Les inégalités entre filles et garçons au niveau de l'apprentissage des mathématiques ne cessent de se creuser au fil de la scolarité, avec comme point culminant les études supérieures. Les filles n'étaient en effet que 30 % à présenter la spécialité « mathématiques » au baccalauréat en 2022, contre 54 % des garçons.
Elles sont ensuite très minoritaires dans les formations liées aux mathématiques, alors qu'elles représentent 55 % des inscrits dans l'enseignement supérieur.
Quelle en est la cause ? Nous disposons désormais de données scientifiques, notamment grâce à une étude de l'Institut national d'études démographiques (Ined), publiée en septembre dernier. Celle-ci illustre que les inégalités en matière d'apprentissage des mathématiques se construisent dès le plus jeune âge, au CP. Les filles réussissent globalement mieux dans toutes les matières, mais les mathématiques font exception, dès l'âge de 6 ans, alors que cet écart n'existe pas en maternelle.
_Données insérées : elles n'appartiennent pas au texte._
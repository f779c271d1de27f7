//! Namespace-aware reading of Motion Photo packets.
//!
//! Elements and attributes are matched by namespace URI, not by prefix, so
//! packets written with `GCamera:`/`Item:` prefixes parse the same as the ones
//! this crate writes. Both element-form and attribute-form properties are
//! accepted. Input may be the raw APP1 payload (with `xpacket` guards) or the
//! text a metadata-dump tool prints for the packet.

use super::{
    CameraFields, ContainerDirectory, ContainerItem, Semantic, XmpPacket, CAMERA_NS,
    CONTAINER_ITEM_NS, CONTAINER_NS, RDF_NS,
};
use crate::{Error, Result};
use quick_xml::events::{BytesStart, Event};
use quick_xml::name::{Namespace, ResolveResult};
use quick_xml::NsReader;

/// Parse camera fields and container directory.
pub fn parse_packet(bytes: &[u8]) -> Result<XmpPacket> {
    let scan = PacketScan::run(bytes)?;
    let camera = scan.camera;
    let directory = scan.into_directory()?;
    Ok(XmpPacket { camera, directory })
}

/// Parse only the ordered container directory.
pub fn parse_directory(bytes: &[u8]) -> Result<ContainerDirectory> {
    PacketScan::run(bytes)?.into_directory()
}

/// Parse only the camera fields. Absent fields are `None`.
pub fn parse_camera_fields(bytes: &[u8]) -> Result<CameraFields> {
    Ok(PacketScan::run(bytes)?.camera)
}

#[derive(Debug, Clone, Copy, PartialEq, Eq)]
enum Ns {
    Rdf,
    Container,
    Item,
    Camera,
    Other,
}

impl Ns {
    fn of(result: &ResolveResult<'_>) -> Self {
        match result {
            ResolveResult::Bound(Namespace(uri)) => {
                let uri = *uri;
                if uri == CONTAINER_NS.as_bytes() {
                    Ns::Container
                } else if uri == CONTAINER_ITEM_NS.as_bytes() {
                    Ns::Item
                } else if uri == CAMERA_NS.as_bytes() {
                    Ns::Camera
                } else if uri == RDF_NS.as_bytes() {
                    Ns::Rdf
                } else {
                    Ns::Other
                }
            }
            _ => Ns::Other,
        }
    }
}

#[derive(Debug, Clone, Copy, PartialEq, Eq)]
enum Field {
    MotionPhoto,
    MotionPhotoVersion,
    PresentationTimestamp,
    Mime,
    Semantic,
    Length,
}

impl Field {
    fn camera(local: &[u8]) -> Option<Self> {
        match local {
            b"MotionPhoto" => Some(Field::MotionPhoto),
            b"MotionPhotoVersion" => Some(Field::MotionPhotoVersion),
            b"MotionPhotoPresentationTimestampUs" => Some(Field::PresentationTimestamp),
            _ => None,
        }
    }

    fn item(local: &[u8]) -> Option<Self> {
        match local {
            b"Mime" => Some(Field::Mime),
            b"Semantic" => Some(Field::Semantic),
            b"Length" => Some(Field::Length),
            _ => None,
        }
    }

    fn name(&self) -> &'static str {
        match self {
            Field::MotionPhoto => "Camera:MotionPhoto",
            Field::MotionPhotoVersion => "Camera:MotionPhotoVersion",
            Field::PresentationTimestamp => "Camera:MotionPhotoPresentationTimestampUs",
            Field::Mime => "Container:Mime",
            Field::Semantic => "Container:Semantic",
            Field::Length => "Container:Length",
        }
    }
}

#[derive(Debug, Default)]
struct PartialItem {
    mime: Option<String>,
    semantic: Option<String>,
    length: Option<String>,
}

#[derive(Debug, Default)]
struct PacketScan {
    camera: CameraFields,
    saw_directory: bool,
    items: Vec<PartialItem>,
    in_item: bool,
    field: Option<Field>,
    text: String,
}

impl PacketScan {
    fn run(bytes: &[u8]) -> Result<Self> {
        let mut reader = NsReader::from_reader(bytes);
        reader.config_mut().trim_text(true);

        let mut scan = PacketScan::default();
        let mut buf = Vec::new();

        loop {
            let position = reader.buffer_position() as usize;
            let (ns, event) = reader
                .read_resolved_event_into(&mut buf)
                .map_err(|e| Error::format_violation_at(position, format!("malformed XMP: {e}")))?;
            let ns = Ns::of(&ns);

            match event {
                Event::Start(e) => scan.open(ns, &e, &reader, false)?,
                Event::Empty(e) => scan.open(ns, &e, &reader, true)?,
                Event::Text(t) => {
                    if scan.field.is_some() {
                        let text = t.unescape().map_err(|e| {
                            Error::format_violation_at(position, format!("bad XMP text: {e}"))
                        })?;
                        scan.text.push_str(&text);
                    }
                }
                Event::End(e) => scan.close(ns, e.local_name().as_ref())?,
                Event::Eof => break,
                _ => {}
            }
            buf.clear();
        }

        Ok(scan)
    }

    fn open(
        &mut self,
        ns: Ns,
        element: &BytesStart<'_>,
        reader: &NsReader<&[u8]>,
        empty: bool,
    ) -> Result<()> {
        let local = element.local_name();
        let local = local.as_ref();

        match ns {
            Ns::Rdf if local == b"Description" => {
                self.read_attributes(element, reader)?;
            }
            Ns::Container if local == b"Directory" => {
                self.saw_directory = true;
            }
            Ns::Container if local == b"Item" => {
                self.items.push(PartialItem::default());
                self.in_item = !empty;
                self.read_attributes(element, reader)?;
            }
            Ns::Container | Ns::Item if self.in_item => {
                if let Some(field) = Field::item(local) {
                    self.begin_field(field, empty)?;
                }
            }
            Ns::Camera => {
                if let Some(field) = Field::camera(local) {
                    self.begin_field(field, empty)?;
                }
            }
            _ => {}
        }
        Ok(())
    }

    fn close(&mut self, ns: Ns, local: &[u8]) -> Result<()> {
        if ns == Ns::Container && local == b"Item" {
            self.in_item = false;
            return Ok(());
        }

        if let Some(field) = self.field {
            let matches = match ns {
                Ns::Camera => Field::camera(local) == Some(field),
                Ns::Container | Ns::Item => Field::item(local) == Some(field),
                _ => false,
            };
            if matches {
                self.field = None;
                let value = std::mem::take(&mut self.text);
                self.commit(field, value)?;
            }
        }
        Ok(())
    }

    fn begin_field(&mut self, field: Field, empty: bool) -> Result<()> {
        if empty {
            self.commit(field, String::new())
        } else {
            self.field = Some(field);
            self.text.clear();
            Ok(())
        }
    }

    fn read_attributes(&mut self, element: &BytesStart<'_>, reader: &NsReader<&[u8]>) -> Result<()> {
        for attr in element.attributes() {
            let attr = attr
                .map_err(|e| Error::format_violation(format!("malformed XMP attribute: {e}")))?;
            let (ns, local) = reader.resolve_attribute(attr.key);
            let field = match Ns::of(&ns) {
                Ns::Camera => Field::camera(local.as_ref()),
                Ns::Container | Ns::Item if !self.items.is_empty() => Field::item(local.as_ref()),
                _ => None,
            };
            if let Some(field) = field {
                let value = attr
                    .unescape_value()
                    .map_err(|e| Error::format_violation(format!("bad XMP attribute value: {e}")))?;
                self.commit(field, value.into_owned())?;
            }
        }
        Ok(())
    }

    fn commit(&mut self, field: Field, value: String) -> Result<()> {
        let value = value.trim().to_string();
        match field {
            Field::MotionPhoto => self.camera.motion_photo = Some(parse_int(field, &value)?),
            Field::MotionPhotoVersion => {
                self.camera.motion_photo_version = Some(parse_int(field, &value)?)
            }
            Field::PresentationTimestamp => {
                self.camera.presentation_timestamp_us = Some(parse_int(field, &value)?)
            }
            Field::Mime | Field::Semantic | Field::Length => {
                if let Some(item) = self.items.last_mut() {
                    let slot = match field {
                        Field::Mime => &mut item.mime,
                        Field::Semantic => &mut item.semantic,
                        _ => &mut item.length,
                    };
                    *slot = Some(value);
                }
            }
        }
        Ok(())
    }

    fn into_directory(self) -> Result<ContainerDirectory> {
        if !self.saw_directory {
            return Err(Error::format_violation(
                "XMP packet has no Container:Directory",
            ));
        }

        let mut items = Vec::with_capacity(self.items.len());
        for (index, item) in self.items.into_iter().enumerate() {
            let mime = item.mime.ok_or_else(|| {
                Error::format_violation(format!("container item {index} has no Mime"))
            })?;
            let semantic = item.semantic.ok_or_else(|| {
                Error::format_violation(format!("container item {index} has no Semantic"))
            })?;
            let length = item.length.ok_or_else(|| {
                Error::format_violation(format!("container item {index} has no Length"))
            })?;
            let length = length.parse::<u64>().map_err(|_| {
                Error::format_violation(format!(
                    "container item {index} Length '{length}' is not a byte count"
                ))
            })?;
            items.push(ContainerItem::new(mime, Semantic::parse(&semantic), length));
        }

        Ok(ContainerDirectory::new(items))
    }
}

fn parse_int(field: Field, value: &str) -> Result<i64> {
    value.parse::<i64>().map_err(|_| {
        Error::format_violation(format!("{} '{}' is not an integer", field.name(), value))
    })
}

#[cfg(test)]
mod tests {
    use super::*;
    use crate::xmp::{build_rdf, wrap_packet, MIME_JPEG, MIME_MP4};
    use crate::ErrorKind;

    #[test]
    fn test_parse_generated_packet() {
        let dir = ContainerDirectory::motion_photo(48213, 1_204_551);
        let packet = wrap_packet(&build_rdf(&dir).unwrap());

        let parsed = parse_packet(&packet).unwrap();
        assert!(parsed.camera.is_motion_photo());
        assert_eq!(parsed.directory, dir);
    }

    #[test]
    fn test_parse_attribute_form_with_other_prefixes() {
        // Layout written by camera firmware: attribute-form properties,
        // GCamera prefix, item namespace for Mime/Semantic/Length.
        let xml = br#"<x:xmpmeta xmlns:x="adobe:ns:meta/">
  <rdf:RDF xmlns:rdf="http://www.w3.org/1999/02/22-rdf-syntax-ns#">
    <rdf:Description rdf:about=""
        xmlns:GCamera="http://ns.google.com/photos/1.0/camera/"
        xmlns:Container="http://ns.google.com/photos/1.0/container/"
        xmlns:Item="http://ns.google.com/photos/1.0/container/item/"
      GCamera:MotionPhoto="1"
      GCamera:MotionPhotoVersion="1"
      GCamera:MotionPhotoPresentationTimestampUs="0">
      <Container:Directory>
        <rdf:Seq>
          <rdf:li rdf:parseType="Resource">
            <Container:Item Item:Mime="image/jpeg" Item:Semantic="Primary" Item:Length="3000"/>
          </rdf:li>
          <rdf:li rdf:parseType="Resource">
            <Container:Item Item:Mime="video/mp4" Item:Semantic="MotionPhoto" Item:Length="9000"/>
          </rdf:li>
        </rdf:Seq>
      </Container:Directory>
    </rdf:Description>
  </rdf:RDF>
</x:xmpmeta>"#;

        let parsed = parse_packet(xml).unwrap();
        assert!(parsed.camera.is_motion_photo());
        let items = parsed.directory.items();
        assert_eq!(items.len(), 2);
        assert_eq!(items[0].mime, MIME_JPEG);
        assert_eq!(items[0].semantic, Semantic::Primary);
        assert_eq!(items[0].length, 3000);
        assert_eq!(items[1].mime, MIME_MP4);
        assert_eq!(items[1].length, 9000);
    }

    #[test]
    fn test_parse_ignores_unbound_prefix_lookalikes() {
        // Right prefix, wrong namespace URI: not a container directory.
        let xml = br#"<x:xmpmeta xmlns:x="adobe:ns:meta/"
            xmlns:Container="http://example.com/not-google/">
          <Container:Directory/>
        </x:xmpmeta>"#;
        let err = parse_directory(xml).unwrap_err();
        assert_eq!(err.kind(), ErrorKind::FormatViolation);
    }

    #[test]
    fn test_missing_directory() {
        let xml = br#"<?xml version="1.0" encoding="UTF-8"?>
<x:xmpmeta xmlns:x="adobe:ns:meta/">
  <rdf:RDF xmlns:rdf="http://www.w3.org/1999/02/22-rdf-syntax-ns#">
    <rdf:Description rdf:about="" xmlns:Camera="http://ns.google.com/photos/1.0/camera/">
      <Camera:MotionPhoto>1</Camera:MotionPhoto>
    </rdf:Description>
  </rdf:RDF>
</x:xmpmeta>"#;
        let err = parse_directory(xml).unwrap_err();
        assert!(err.to_string().contains("no Container:Directory"));

        let camera = parse_camera_fields(xml).unwrap();
        assert_eq!(camera.motion_photo, Some(1));
        assert_eq!(camera.motion_photo_version, None);
        assert!(!camera.is_motion_photo());
    }

    #[test]
    fn test_item_missing_length() {
        let rdf = build_rdf(&ContainerDirectory::motion_photo(10, 20)).unwrap();
        let broken = rdf.replacen("<Container:Length>20</Container:Length>", "", 1);
        let err = parse_directory(broken.as_bytes()).unwrap_err();
        assert_eq!(err.kind(), ErrorKind::FormatViolation);
        assert!(err.to_string().contains("item 1 has no Length"), "{err}");
    }

    #[test]
    fn test_item_non_numeric_length() {
        let rdf = build_rdf(&ContainerDirectory::motion_photo(10, 20)).unwrap();
        let broken = rdf.replacen(">10<", ">ten<", 1);
        let err = parse_directory(broken.as_bytes()).unwrap_err();
        assert!(err.to_string().contains("'ten' is not a byte count"), "{err}");
    }

    #[test]
    fn test_unknown_semantic_is_kept() {
        let rdf = build_rdf(&ContainerDirectory::motion_photo(10, 20)).unwrap();
        let changed = rdf.replacen(">MotionPhoto<", ">GainMap<", 1);
        let dir = parse_directory(changed.as_bytes()).unwrap();
        assert_eq!(dir.items()[1].semantic, Semantic::Other("GainMap".into()));
    }

    #[test]
    fn test_malformed_xml_is_format_violation() {
        let err = parse_packet(b"<x:xmpmeta xmlns:x=\"adobe:ns:meta/\"><rdf:RDF></x:xmpmeta>")
            .unwrap_err();
        assert_eq!(err.kind(), ErrorKind::FormatViolation);
    }
}
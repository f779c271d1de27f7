//! Cover frame extraction.

mod ffmpeg;

pub use ffmpeg::FfmpegFrameExtractor;

use crate::Result;
use std::path::Path;
use std::time::Duration;

/// Produces a still JPEG from a video.
///
/// Implementations must write a complete JPEG to `output` or return an
/// error; a partially written file is never treated as a result. Repeated
/// calls with the same inputs should yield identical bytes.
pub trait FrameSource {
    fn extract_frame(&self, video: &Path, at: Duration, output: &Path) -> Result<()>;
}

impl<T: FrameSource + ?Sized> FrameSource for &T {
    fn extract_frame(&self, video: &Path, at: Duration, output: &Path) -> Result<()> {
        (**self).extract_frame(video, at, output)
    }
}

/// Format a seek position as `HH:MM:SS.mmm`.
pub fn format_timestamp(at: Duration) -> String {
    let total_ms = at.as_millis();
    let ms = total_ms % 1000;
    let secs = (total_ms / 1000) % 60;
    let mins = (total_ms / 60_000) % 60;
    let hours = total_ms / 3_600_000;
    format!("{hours:02}:{mins:02}:{secs:02}.{ms:03}")
}
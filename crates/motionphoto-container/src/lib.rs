//! Motion Photo container codec.
//!
//! A Motion Photo is a JPEG whose XMP metadata carries a container directory
//! listing the items stored back to back in the file: the JPEG itself
//! (`Primary`) followed by an MP4 video (`MotionPhoto`). Readers that only
//! understand JPEG stop at EOI and show the still image.
//!
//! # Modules
//!
//! - `jpeg` - Marker-segment scanning, segment encoding and XMP segment splicing
//! - `xmp` - Container directory model, RDF packet generation and parsing
//! - `assemble` - Cover + video assembly with self-consistent length declaration
//! - `decode` - Recovering the primary image and video from a file
//! - `validate` - Five-check conformance report
//! - `mp4` - Top-level MP4 box sniffing for the embedded video
//!
//! Everything works on byte slices; callers do their own I/O.

pub mod assemble;
pub mod decode;
pub mod error;
pub mod jpeg;
pub mod mp4;
pub mod validate;
pub mod xmp;

pub use assemble::{
    assemble, Assembler, MotionPhoto, DEFAULT_MAX_SIZING_ATTEMPTS, MIN_SIZING_ATTEMPTS,
};
pub use decode::{MotionPhotoReader, PartLayout};
pub use error::{Error, ErrorKind, Result};
pub use validate::{validate, CheckName, CheckResult, ValidationReport, Validator, XmpSource};
pub use xmp::{ContainerDirectory, ContainerItem, Semantic, XmpPacket};
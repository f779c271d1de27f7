//! Splitting a Motion Photo back into its image and video.

use crate::error::{Error, Result, Step};
use motionphoto_av::Workspace;
use motionphoto_container::MotionPhotoReader;
use std::path::{Path, PathBuf};

#[derive(Debug, Clone, PartialEq, Eq)]
pub struct ExtractOutcome {
    pub primary_length: u64,
    pub video_length: u64,
    pub image: Option<PathBuf>,
    pub video: Option<PathBuf>,
}

/// Write the embedded parts of `path` to the requested destinations.
///
/// Fails if the file has no decodable directory or the directory does not
/// describe the file exactly. With neither destination set, only the
/// lengths are reported.
pub fn extract_file(
    path: &Path,
    image_out: Option<&Path>,
    video_out: Option<&Path>,
) -> Result<ExtractOutcome> {
    let data = std::fs::read(path).map_err(|e| Error::during(Step::ReadInput)(Error::io(path, e)))?;

    let reader = MotionPhotoReader::new(&data).map_err(Error::during(Step::Decode))?;
    let primary = reader.primary().map_err(Error::during(Step::Decode))?;
    let video = reader.video().map_err(Error::during(Step::Decode))?;

    if let Some(sig) = motionphoto_container::mp4::sniff_signature(video) {
        tracing::debug!("Embedded video starts with '{}' box", sig);
    } else {
        tracing::warn!("Embedded video has no recognizable MP4 box signature");
    }

    let image = image_out.map(|dest| write_part(primary, dest)).transpose()?;
    let video_path = video_out.map(|dest| write_part(video, dest)).transpose()?;

    Ok(ExtractOutcome {
        primary_length: primary.len() as u64,
        video_length: video.len() as u64,
        image,
        video: video_path,
    })
}

fn write_part(bytes: &[u8], dest: &Path) -> Result<PathBuf> {
    let written = Workspace::new()
        .and_then(|ws| ws.finalize(bytes, dest))
        .map_err(Error::during(Step::WriteOutput))?;
    tracing::info!("Wrote {} bytes to {:?}", bytes.len(), written);
    Ok(written)
}
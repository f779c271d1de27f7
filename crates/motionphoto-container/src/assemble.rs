//! Motion Photo assembly.
//!
//! The Primary item's declared length has to equal the size of the cover image
//! *after* the XMP segment holding that length has been injected. The length
//! is found by iteration: inject a provisional packet, measure, re-inject into
//! the untouched cover with the measured size, and repeat until the measurement
//! matches the declaration. A change in the number of digits can move the
//! target once; more than a few passes means something is wrong.

use crate::jpeg;
use crate::xmp::{ContainerDirectory, XmpPacket};
use crate::{Error, Result};
use std::borrow::Cow;

/// Fewest correction passes that always settle. The declared length can
/// gain a digit on the first correction and once more on the second.
pub const MIN_SIZING_ATTEMPTS: usize = 3;

/// Default number of correction passes after the provisional injection.
pub const DEFAULT_MAX_SIZING_ATTEMPTS: usize = MIN_SIZING_ATTEMPTS;

/// An assembled Motion Photo: XMP-injected cover followed by the video.
#[derive(Debug, Clone, PartialEq, Eq)]
pub struct MotionPhoto {
    /// Complete file contents.
    pub data: Vec<u8>,
    /// Length of the JPEG part, as declared in the directory.
    pub primary_length: u64,
    /// Length of the video part, as declared in the directory.
    pub video_length: u64,
    /// Correction passes needed for the declared length to settle.
    pub sizing_passes: usize,
}

impl MotionPhoto {
    /// The XMP-injected cover image.
    pub fn primary(&self) -> &[u8] {
        &self.data[..self.primary_length as usize]
    }

    /// The embedded video bytes.
    pub fn video(&self) -> &[u8] {
        &self.data[self.primary_length as usize..]
    }

    /// The directory written into the file.
    pub fn directory(&self) -> ContainerDirectory {
        ContainerDirectory::motion_photo(self.primary_length, self.video_length)
    }
}

/// Builds Motion Photos from a cover image and a video.
#[derive(Debug, Clone)]
pub struct Assembler {
    max_sizing_attempts: usize,
}

impl Default for Assembler {
    fn default() -> Self {
        Self::new()
    }
}

impl Assembler {
    /// Create an assembler with the default sizing budget.
    pub fn new() -> Self {
        Self {
            max_sizing_attempts: DEFAULT_MAX_SIZING_ATTEMPTS,
        }
    }

    /// Set the number of correction passes allowed, never below
    /// [`MIN_SIZING_ATTEMPTS`].
    pub fn max_sizing_attempts(mut self, attempts: usize) -> Self {
        self.max_sizing_attempts = attempts.max(MIN_SIZING_ATTEMPTS);
        self
    }

    /// Assemble `cover` and `video` into one Motion Photo.
    ///
    /// The cover must be a JPEG; an XMP segment already present in it is
    /// dropped and replaced. Nothing after the cover's start of scan is
    /// touched.
    pub fn assemble(&self, cover: &[u8], video: &[u8]) -> Result<MotionPhoto> {
        if video.is_empty() {
            return Err(Error::invalid_input("video is empty"));
        }

        let layout = jpeg::parse(cover)?;
        let cover: Cow<'_, [u8]> = if layout.xmp_segment().is_some() {
            #[cfg(feature = "tracing")]
            tracing::debug!("Cover image already carries XMP, replacing it");
            Cow::Owned(jpeg::remove_xmp_segment(cover)?)
        } else {
            Cow::Borrowed(cover)
        };

        let video_length = video.len() as u64;

        let provisional = inject(&cover, cover.len() as u64, video_length)?;
        let (primary, primary_length, passes) = converge(
            self.max_sizing_attempts,
            provisional.len() as u64,
            |declared| inject(&cover, declared, video_length),
        )?;

        let mut data = Vec::with_capacity(primary.len() + video.len());
        data.extend_from_slice(&primary);
        data.extend_from_slice(video);

        #[cfg(feature = "tracing")]
        tracing::debug!(
            "Assembled Motion Photo: primary {} bytes, video {} bytes, {} sizing pass(es)",
            primary_length,
            video_length,
            passes
        );

        Ok(MotionPhoto {
            data,
            primary_length,
            video_length,
            sizing_passes: passes,
        })
    }
}

/// Assemble with default settings.
pub fn assemble(cover: &[u8], video: &[u8]) -> Result<MotionPhoto> {
    Assembler::new().assemble(cover, video)
}

/// Cover image with an XMP segment declaring the given lengths.
fn inject(cover: &[u8], primary_length: u64, video_length: u64) -> Result<Vec<u8>> {
    let packet = XmpPacket::new(ContainerDirectory::motion_photo(primary_length, video_length));
    let segment = jpeg::encode_xmp_segment(&packet.to_bytes()?)?;
    jpeg::insert_segment_after_soi(cover, &segment)
}

/// Re-render with the last measured size until rendering at `declared`
/// produces exactly `declared` bytes.
fn converge<F>(max_attempts: usize, mut declared: u64, mut render: F) -> Result<(Vec<u8>, u64, usize)>
where
    F: FnMut(u64) -> Result<Vec<u8>>,
{
    for pass in 1..=max_attempts {
        let rendered = render(declared)?;
        let measured = rendered.len() as u64;

        #[cfg(feature = "tracing")]
        tracing::debug!(
            "Sizing pass {}: declared {} bytes, measured {} bytes",
            pass,
            declared,
            measured
        );

        if measured == declared {
            return Ok((rendered, declared, pass));
        }
        declared = measured;
    }

    Err(Error::inconsistency(format!(
        "primary length did not converge after {max_attempts} attempts (last measured {declared} bytes)"
    )))
}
Comment l'expliquer ? Les causes ne sont pas innées. En effet, cette différence ne se retrouve pas dans tous les pays du monde. Pour une large part, il s'agit de stéréotypes de genre, qui se transmettent de génération en génération, d'ailleurs souvent de manière inconsciente. Qu'il soit du fait des parents ou des enseignants, ce conditionnement, si minime qu'il puisse être au CP, entraîne des conséquences qui ne cessent de s'aggraver au cours de la vie. De plus, cette question renvoie à la représentation que se font les jeunes filles et garçons de leur place dans la société et des métiers, ce qui structure les choix de scolarité.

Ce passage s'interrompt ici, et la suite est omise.